The employee, 43-year-old Terry Childs, was arrested Sunday. He gave some passwords to police, which did not work, and refused to reveal the real code, the paper reported.


The new FiberWAN (Wide Area Network) handles city payroll files, jail bookings, law enforcement documents and official e-mail for San Francisco. The network is functioning but administrators have little or no access.


Childs, who remains in custody, is accused of improperly tampering with computer systems and causing a denial of service, said Kamala Harris, San Francisco's district attorney, on Monday afternoon.


"The bail has been set at $5 million, and the exposure in this case if he were convicted on all counts would be seven years in prison," Harris said.

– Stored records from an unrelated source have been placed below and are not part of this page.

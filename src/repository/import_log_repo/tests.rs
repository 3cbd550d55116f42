use super::ImportLogRepository;
use crate::domain::import_log::{ImportLogFilter, NewImportLog};
use crate::domain::types::{DatasetKind, ImportStatus, LoadMode, TenantScope};
use rusqlite::Connection;
use std::sync::{Arc, Mutex};

fn setup_test_db() -> Arc<Mutex<Connection>> {
    let conn = Connection::open_in_memory().unwrap();
    crate::db::configure_sqlite_connection(&conn).unwrap();
    crate::db::init_schema(&conn).unwrap();
    Arc::new(Mutex::new(conn))
}

fn make_novo(contrato_id: i64, email: &str) -> NewImportLog {
    NewImportLog {
        contrato_id,
        sistema_origem_id: Some(10),
        usuario_id: 1,
        usuario_email: email.to_string(),
        tipo_arquivo: DatasetKind::OsSelo,
        modo_importacao: LoadMode::Incremental,
        nome_arquivo: "extrato.xlsx".to_string(),
        total_registros: 120,
    }
}

#[test]
fn test_open_cria_log_processing() {
    let conn = setup_test_db();
    let repo = ImportLogRepository::new(conn);

    let log_id = repo.open(&make_novo(1, "ana@cartorio.com.br")).unwrap();
    assert!(log_id > 0);

    let log = repo.find_by_id(log_id, TenantScope::Todos).unwrap().unwrap();
    assert_eq!(log.status, ImportStatus::Processing);
    assert_eq!(log.total_registros, 120);
    assert_eq!(log.registros_processados, 0);
    assert!(log.finished_at.is_none());
    assert!(log.success_code.is_none());
    assert!(log.error_code.is_none());
}

#[test]
fn test_close_grava_status_terminal() {
    let conn = setup_test_db();
    let repo = ImportLogRepository::new(conn);

    let log_id = repo.open(&make_novo(1, "ana@cartorio.com.br")).unwrap();
    repo.close(
        log_id,
        ImportStatus::Success,
        118,
        Some("IMPORT_SUCCESS"),
        None,
        Some("Importação concluída com sucesso"),
    )
    .unwrap();

    let log = repo.find_by_id(log_id, TenantScope::Todos).unwrap().unwrap();
    assert_eq!(log.status, ImportStatus::Success);
    assert_eq!(log.registros_processados, 118);
    assert_eq!(log.success_code.as_deref(), Some("IMPORT_SUCCESS"));
    assert!(log.finished_at.is_some());
}

#[test]
fn test_close_com_erro_preserva_codigo() {
    let conn = setup_test_db();
    let repo = ImportLogRepository::new(conn);

    let log_id = repo.open(&make_novo(1, "ana@cartorio.com.br")).unwrap();
    repo.close(
        log_id,
        ImportStatus::Error,
        0,
        None,
        Some("IMPORT_002"),
        Some("Colunas obrigatórias ausentes: selo"),
    )
    .unwrap();

    let log = repo.find_by_id(log_id, TenantScope::Todos).unwrap().unwrap();
    assert_eq!(log.status, ImportStatus::Error);
    assert_eq!(log.error_code.as_deref(), Some("IMPORT_002"));
    assert_eq!(log.registros_processados, 0);
}

#[test]
fn test_close_recusa_status_nao_terminal() {
    let conn = setup_test_db();
    let repo = ImportLogRepository::new(conn);

    let log_id = repo.open(&make_novo(1, "ana@cartorio.com.br")).unwrap();
    let result = repo.close(log_id, ImportStatus::Processing, 0, None, None, None);
    assert!(result.is_err());
}

#[test]
fn test_close_so_vale_uma_vez() {
    let conn = setup_test_db();
    let repo = ImportLogRepository::new(conn);

    let log_id = repo.open(&make_novo(1, "ana@cartorio.com.br")).unwrap();
    repo.close(log_id, ImportStatus::NoData, 0, Some("IMPORT_NO_DATA"), None, None)
        .unwrap();

    // Segundo fechamento não encontra linha PROCESSING
    let result = repo.close(log_id, ImportStatus::Success, 5, None, None, None);
    assert!(result.is_err());

    // O status original permanece
    let log = repo.find_by_id(log_id, TenantScope::Todos).unwrap().unwrap();
    assert_eq!(log.status, ImportStatus::NoData);
    assert_eq!(log.registros_processados, 0);
}

#[test]
fn test_close_id_inexistente_falha() {
    let conn = setup_test_db();
    let repo = ImportLogRepository::new(conn);

    let result = repo.close(9999, ImportStatus::Success, 1, None, None, None);
    assert!(result.is_err());
}

#[test]
fn test_find_by_id_respeita_escopo() {
    let conn = setup_test_db();
    let repo = ImportLogRepository::new(conn);

    let log_id = repo.open(&make_novo(1, "ana@cartorio.com.br")).unwrap();

    // Escopo do próprio contrato enxerga
    assert!(repo
        .find_by_id(log_id, TenantScope::Contrato(1))
        .unwrap()
        .is_some());

    // Outro contrato não enxerga
    assert!(repo
        .find_by_id(log_id, TenantScope::Contrato(2))
        .unwrap()
        .is_none());

    // MASTER enxerga tudo
    assert!(repo.find_by_id(log_id, TenantScope::Todos).unwrap().is_some());
}

#[test]
fn test_list_filtra_por_contrato() {
    let conn = setup_test_db();
    let repo = ImportLogRepository::new(conn);

    repo.open(&make_novo(1, "ana@cartorio.com.br")).unwrap();
    repo.open(&make_novo(1, "bruno@cartorio.com.br")).unwrap();
    repo.open(&make_novo(2, "carla@outro.com.br")).unwrap();

    let pagina = repo
        .list(&ImportLogFilter::new(TenantScope::Contrato(1)))
        .unwrap();
    assert_eq!(pagina.total, 2);
    assert_eq!(pagina.items.len(), 2);
    assert!(pagina.items.iter().all(|l| l.contrato_id == 1));

    let todas = repo.list(&ImportLogFilter::new(TenantScope::Todos)).unwrap();
    assert_eq!(todas.total, 3);
}

#[test]
fn test_list_filtros_opcionais() {
    let conn = setup_test_db();
    let repo = ImportLogRepository::new(conn);

    let id1 = repo.open(&make_novo(1, "ana@cartorio.com.br")).unwrap();
    repo.close(id1, ImportStatus::Success, 10, Some("IMPORT_SUCCESS"), None, None)
        .unwrap();

    let mut novo2 = make_novo(1, "bruno@cartorio.com.br");
    novo2.tipo_arquivo = DatasetKind::HisSelo;
    let id2 = repo.open(&novo2).unwrap();
    repo.close(id2, ImportStatus::Error, 0, None, Some("IMPORT_004"), None)
        .unwrap();

    // Por tipo de arquivo
    let mut filtro = ImportLogFilter::new(TenantScope::Contrato(1));
    filtro.tipo_arquivo = Some(DatasetKind::HisSelo);
    let pagina = repo.list(&filtro).unwrap();
    assert_eq!(pagina.total, 1);
    assert_eq!(pagina.items[0].id, id2);

    // Por status
    let mut filtro = ImportLogFilter::new(TenantScope::Contrato(1));
    filtro.status = Some(ImportStatus::Success);
    let pagina = repo.list(&filtro).unwrap();
    assert_eq!(pagina.total, 1);
    assert_eq!(pagina.items[0].id, id1);

    // Por código de erro
    let mut filtro = ImportLogFilter::new(TenantScope::Contrato(1));
    filtro.error_code = Some("IMPORT_004".to_string());
    let pagina = repo.list(&filtro).unwrap();
    assert_eq!(pagina.total, 1);
    assert_eq!(pagina.items[0].id, id2);
}

#[test]
fn test_list_busca_email_parcial_sem_caixa() {
    let conn = setup_test_db();
    let repo = ImportLogRepository::new(conn);

    repo.open(&make_novo(1, "Ana.Silva@Cartorio.com.br")).unwrap();
    repo.open(&make_novo(1, "bruno@cartorio.com.br")).unwrap();

    let mut filtro = ImportLogFilter::new(TenantScope::Contrato(1));
    filtro.usuario_email = Some("ANA.SILVA".to_string());
    let pagina = repo.list(&filtro).unwrap();
    assert_eq!(pagina.total, 1);
    assert_eq!(pagina.items[0].usuario_email, "Ana.Silva@Cartorio.com.br");
}

#[test]
fn test_list_paginacao() {
    let conn = setup_test_db();
    let repo = ImportLogRepository::new(conn);

    for i in 0..7 {
        repo.open(&make_novo(1, &format!("user{}@cartorio.com.br", i)))
            .unwrap();
    }

    let mut filtro = ImportLogFilter::new(TenantScope::Contrato(1));
    filtro.limit = 3;
    filtro.offset = 0;
    let pagina1 = repo.list(&filtro).unwrap();
    assert_eq!(pagina1.total, 7);
    assert_eq!(pagina1.items.len(), 3);

    filtro.offset = 6;
    let pagina3 = repo.list(&filtro).unwrap();
    assert_eq!(pagina3.total, 7);
    assert_eq!(pagina3.items.len(), 1);

    // Páginas não se sobrepõem (ordenação com desempate por id)
    let ids1: Vec<i64> = pagina1.items.iter().map(|l| l.id).collect();
    let ids3: Vec<i64> = pagina3.items.iter().map(|l| l.id).collect();
    assert!(ids1.iter().all(|id| !ids3.contains(id)));
}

Harris said it's unknown why Childs tampered with the system. The Chronicle, however, reported that Childs was disciplined recently for poor performance. Childs worked in the Department of Technology for San Francisco, making close to US$150,000 a year, the paper reported.


City officials told the paper that Childs may have caused millions in damage while also rigging the network so that other third parties could monitor traffic, posing a huge data security risk. He is also alleged to have installed a tracing system to monitor communications related to his personnel case.


(Robert McMillan in San Francisco contributed to this report.)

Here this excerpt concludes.